Política

Três deputados de MS votam pelo retorno da propaganda gratuita no rádio e na TV

Modelo foi extinto em 2017. Proposta volta ao Senado por ter sido alterada na Câmara

Marcelo Nantes Publicado em 07/10/2021, às 14h49

Bia Cavassa (PSDB), Vander Loubet (PT) e Dagoberto Nogueira (PDT) votaram a favor do retorno da propaganda partidária em período não eleitoral
Bia Cavassa (PSDB), Vander Loubet (PT) e Dagoberto Nogueira (PDT) votaram a favor do retorno da propaganda partidária em período não eleitoral - Arquivo

Os deputados federais sul-mato-grossenses Bia Cavassa (PSDB), Vander Loubet (PT) e Dagoberto Nogueira (PDT) votaram a favor do retorno da propaganda partidária gratuita em rádio e televisão (condicionada ao cumprimento da cláusula de desempenho).
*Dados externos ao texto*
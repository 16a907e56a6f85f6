use std::fs::File;
use std::io;
use std::path::PathBuf;
use std::process::ExitCode;

use clap::Parser;
use tracing::{debug, error};
use tracing_subscriber::EnvFilter;

use filesets::config::{normalize_args, Settings};
use filesets::engine::Engine;
use filesets::error::{FilesetsError, Result};
use filesets::output::write_ids;
use filesets::parse::join_words;
use filesets::shuffle::OutputOrder;
use filesets::source::FileSource;

const GRAMMAR: &str = "\
expression ::= ( expression )
             | I expression
             | expression binaryOp expression
             | file
binaryOp   ::= U | X | D
file       ::= <path to file>

Expression examples:
  I f1
  f1 U f2
  f1 D ( f2 X f3 )
  I ( ( f1 X f2 X f3 ) U ( f4 X f5 ) )

Notes:
1) files must contain only positive integers separated by newlines
2) all files, operators and parentheses must be separated by whitespace
3) operators must be upper case
4) U = union, X = intersection, D = difference,
   I = inversion/complement (highest precedence)

Settings may also come from filesets.{json,toml,yaml} or FILESETS_* variables.";

#[derive(Parser, Debug)]
#[command(name = "filesets", version, about = "Set algebra over files of integer IDs", after_help = GRAMMAR)]
struct Cli {
    /// Largest valid ID; sets are defined over [1, max] (`-max ID` also works)
    #[arg(short = 'm', long = "max", value_name = "ID")]
    max: Option<u32>,
    /// Trace conversion and evaluation on stderr
    #[arg(short, long)]
    verbose: bool,
    /// Shuffle (randomize) the order of IDs in the output
    #[arg(short, long)]
    shuffle: bool,
    /// Write output to OUTFILE instead of stdout
    #[arg(short, long, value_name = "OUTFILE")]
    output: Option<PathBuf>,
    /// Read settings from FILE instead of ./filesets.*
    #[arg(long, value_name = "FILE")]
    config: Option<PathBuf>,
    /// The expression, as one argument or as separate words
    #[arg(required = true, num_args = 1..)]
    expression: Vec<String>,
}

fn init_tracing(verbose: bool) {
    let filter = if verbose {
        EnvFilter::new("debug")
    } else {
        EnvFilter::try_from_default_env().unwrap_or_else(|_| EnvFilter::new("warn"))
    };
    tracing_subscriber::fmt()
        .with_env_filter(filter)
        .with_writer(io::stderr)
        .init();
}

fn run(cli: Cli) -> Result<()> {
    let settings = Settings::load(cli.config.as_deref())?.with_overrides(
        cli.max,
        cli.shuffle,
        cli.verbose,
        cli.output.clone(),
    );
    init_tracing(settings.verbose);
    debug!(?settings, "settings");

    let domain = settings.domain()?;
    let expression = join_words(&cli.expression);
    let source = FileSource;
    let engine = Engine::new(domain, &source).with_capacity(settings.stack_capacity);
    let order = if settings.shuffle {
        OutputOrder::Shuffled
    } else {
        OutputOrder::Ascending
    };

    let ids = match engine.execute_collect(&expression, order) {
        Ok(ids) => ids,
        Err(e) => {
            error!(%expression, "invalid input");
            return Err(e.in_expression(expression));
        }
    };

    match &settings.output {
        Some(path) => {
            let file = File::create(path).map_err(|e| {
                FilesetsError::Resource(format!("can't open output file {}: {}", path.display(), e))
            })?;
            write_ids(&ids, file)
        }
        None => write_ids(&ids, io::stdout().lock()),
    }
}

fn main() -> ExitCode {
    match run(Cli::parse_from(normalize_args(std::env::args()))) {
        Ok(()) => ExitCode::SUCCESS,
        Err(e) => {
            eprintln!("filesets: ERROR: {}", e);
            ExitCode::FAILURE
        }
    }
}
A votação ocorreu nesta quinta-feira (7), em sessão deliberativa virtual.

O tucano Beto Pereira não participou da sessão. Os demais parlamentares do Estado votaram contrariamente à proposta.

Pelo texto, em cada semestre, o partido que cumprir a cláusula de desempenho da Emenda Constitucional 97/17 contará com tempos totais de 5, 10 ou 20 minutos, sempre em inserções de 30 segundos. Assim, o partido que tiver eleito até nove deputados federais nas eleições anteriores poderá usar 5 minutos por semestre; aqueles com 10 a 20 deputados poderão usar 10 minutos; e as legendas com mais de 20 deputados terão tempo de 20 minutos.

O tempo é assegurado para inserções nas redes nacionais e em igual quantidade nas emissoras estaduais. Em cada rede, poderá haver apenas dez inserções de 30 segundos por dia.

A cláusula de desempenho estipula que somente terão direito ao dinheiro do Fundo Partidário e ao acesso gratuito ao rádio e à televisão os partidos com um mínimo de votos distribuídos por 1/3 dos estados ou um número mínimo de deputados federais, também distribuídos por um 1/3 dos estados.

Esse tipo de inserção em rádio e TV - que não é a propaganda veiculada no período eleitoral - foi extinta pela Lei 13.487/17. Como a proposta foi alterada pela Câmara, o texto voltará para análise do Senado.